= WORKING DATA =
┄┄┄┄┄┄┄┄┄┄
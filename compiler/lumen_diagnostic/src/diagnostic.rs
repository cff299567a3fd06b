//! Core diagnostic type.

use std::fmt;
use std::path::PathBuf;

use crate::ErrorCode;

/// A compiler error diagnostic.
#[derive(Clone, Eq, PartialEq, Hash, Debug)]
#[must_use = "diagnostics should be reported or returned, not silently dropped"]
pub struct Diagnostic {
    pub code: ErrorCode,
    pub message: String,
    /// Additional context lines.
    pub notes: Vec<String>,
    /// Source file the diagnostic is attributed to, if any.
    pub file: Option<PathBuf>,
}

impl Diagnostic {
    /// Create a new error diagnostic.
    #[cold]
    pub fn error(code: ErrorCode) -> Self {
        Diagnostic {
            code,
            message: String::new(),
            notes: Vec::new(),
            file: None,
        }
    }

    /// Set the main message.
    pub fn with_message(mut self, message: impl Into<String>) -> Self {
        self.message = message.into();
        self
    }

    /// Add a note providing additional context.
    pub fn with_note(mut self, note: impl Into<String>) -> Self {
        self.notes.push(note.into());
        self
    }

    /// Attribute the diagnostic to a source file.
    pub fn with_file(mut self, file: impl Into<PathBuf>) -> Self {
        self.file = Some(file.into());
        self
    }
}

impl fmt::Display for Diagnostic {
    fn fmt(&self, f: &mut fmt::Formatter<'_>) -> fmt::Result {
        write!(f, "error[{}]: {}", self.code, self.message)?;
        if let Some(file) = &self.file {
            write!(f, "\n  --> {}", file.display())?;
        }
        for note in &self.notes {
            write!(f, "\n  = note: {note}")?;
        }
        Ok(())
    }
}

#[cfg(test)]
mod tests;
┄┄┄┄┄┄┄┄┄┄
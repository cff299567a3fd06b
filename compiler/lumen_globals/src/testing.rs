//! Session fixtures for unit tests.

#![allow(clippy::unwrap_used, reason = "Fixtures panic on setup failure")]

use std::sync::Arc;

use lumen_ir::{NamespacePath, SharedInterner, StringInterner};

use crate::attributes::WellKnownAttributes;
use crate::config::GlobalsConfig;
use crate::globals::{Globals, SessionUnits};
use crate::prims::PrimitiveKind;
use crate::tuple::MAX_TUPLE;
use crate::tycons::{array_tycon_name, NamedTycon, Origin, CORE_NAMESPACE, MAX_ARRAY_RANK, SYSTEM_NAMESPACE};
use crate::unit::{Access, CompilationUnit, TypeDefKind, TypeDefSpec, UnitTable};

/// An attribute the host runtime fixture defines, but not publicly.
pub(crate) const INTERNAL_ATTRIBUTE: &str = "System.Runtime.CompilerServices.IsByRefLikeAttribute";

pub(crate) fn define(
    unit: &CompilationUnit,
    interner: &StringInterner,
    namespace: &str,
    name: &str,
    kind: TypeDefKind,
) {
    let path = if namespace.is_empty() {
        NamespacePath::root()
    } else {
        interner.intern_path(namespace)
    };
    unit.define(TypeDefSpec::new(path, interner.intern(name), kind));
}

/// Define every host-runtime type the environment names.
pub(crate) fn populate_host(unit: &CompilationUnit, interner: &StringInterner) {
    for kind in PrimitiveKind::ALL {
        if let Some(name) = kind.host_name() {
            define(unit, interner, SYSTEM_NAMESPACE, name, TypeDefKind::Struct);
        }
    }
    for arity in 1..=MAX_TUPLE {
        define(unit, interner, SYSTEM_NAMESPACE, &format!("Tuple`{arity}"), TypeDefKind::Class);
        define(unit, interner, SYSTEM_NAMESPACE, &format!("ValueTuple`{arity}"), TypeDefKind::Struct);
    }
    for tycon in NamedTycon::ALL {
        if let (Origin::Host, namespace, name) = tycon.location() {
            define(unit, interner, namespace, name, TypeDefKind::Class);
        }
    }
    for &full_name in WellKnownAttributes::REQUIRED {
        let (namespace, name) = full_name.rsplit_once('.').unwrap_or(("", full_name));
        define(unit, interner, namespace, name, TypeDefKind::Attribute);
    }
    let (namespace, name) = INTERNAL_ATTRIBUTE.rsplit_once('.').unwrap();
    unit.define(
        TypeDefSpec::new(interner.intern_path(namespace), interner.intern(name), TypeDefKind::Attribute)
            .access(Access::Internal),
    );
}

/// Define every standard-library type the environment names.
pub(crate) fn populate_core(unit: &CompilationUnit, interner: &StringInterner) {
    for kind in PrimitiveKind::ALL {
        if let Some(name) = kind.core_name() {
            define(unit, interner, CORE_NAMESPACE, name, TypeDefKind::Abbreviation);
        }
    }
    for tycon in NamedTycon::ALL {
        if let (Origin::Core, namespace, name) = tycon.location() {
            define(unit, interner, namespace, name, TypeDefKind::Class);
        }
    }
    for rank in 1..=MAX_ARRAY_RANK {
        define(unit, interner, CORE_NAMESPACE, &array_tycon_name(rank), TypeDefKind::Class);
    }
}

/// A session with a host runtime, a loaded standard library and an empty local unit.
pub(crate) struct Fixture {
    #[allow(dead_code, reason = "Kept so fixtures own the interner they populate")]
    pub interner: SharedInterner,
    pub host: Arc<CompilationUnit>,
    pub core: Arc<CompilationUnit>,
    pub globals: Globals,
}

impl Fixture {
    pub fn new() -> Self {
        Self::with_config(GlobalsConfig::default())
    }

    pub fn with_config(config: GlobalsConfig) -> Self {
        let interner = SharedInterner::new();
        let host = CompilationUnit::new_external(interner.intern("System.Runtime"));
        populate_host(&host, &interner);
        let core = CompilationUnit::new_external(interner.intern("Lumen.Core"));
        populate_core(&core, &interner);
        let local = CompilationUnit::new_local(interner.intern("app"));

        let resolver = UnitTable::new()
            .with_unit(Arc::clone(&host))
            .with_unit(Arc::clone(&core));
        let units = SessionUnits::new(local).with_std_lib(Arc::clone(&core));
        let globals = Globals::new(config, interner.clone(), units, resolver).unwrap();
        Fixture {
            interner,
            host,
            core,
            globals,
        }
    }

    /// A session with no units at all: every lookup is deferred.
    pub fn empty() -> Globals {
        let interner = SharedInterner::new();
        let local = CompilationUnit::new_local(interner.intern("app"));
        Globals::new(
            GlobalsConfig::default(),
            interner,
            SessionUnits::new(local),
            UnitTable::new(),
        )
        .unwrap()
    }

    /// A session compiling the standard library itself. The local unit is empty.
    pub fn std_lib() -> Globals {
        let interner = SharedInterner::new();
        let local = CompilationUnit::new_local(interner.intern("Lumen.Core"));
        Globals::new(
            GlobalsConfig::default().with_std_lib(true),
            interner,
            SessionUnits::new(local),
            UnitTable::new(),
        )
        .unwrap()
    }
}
┄┄┄┄┄┄┄┄┄┄
= ACTIVITY =
Among the lines of the records above, count those containing the word "ErrorCode", then give the number by itself.

= SOLUTION FOR THIS PROBLEM =
3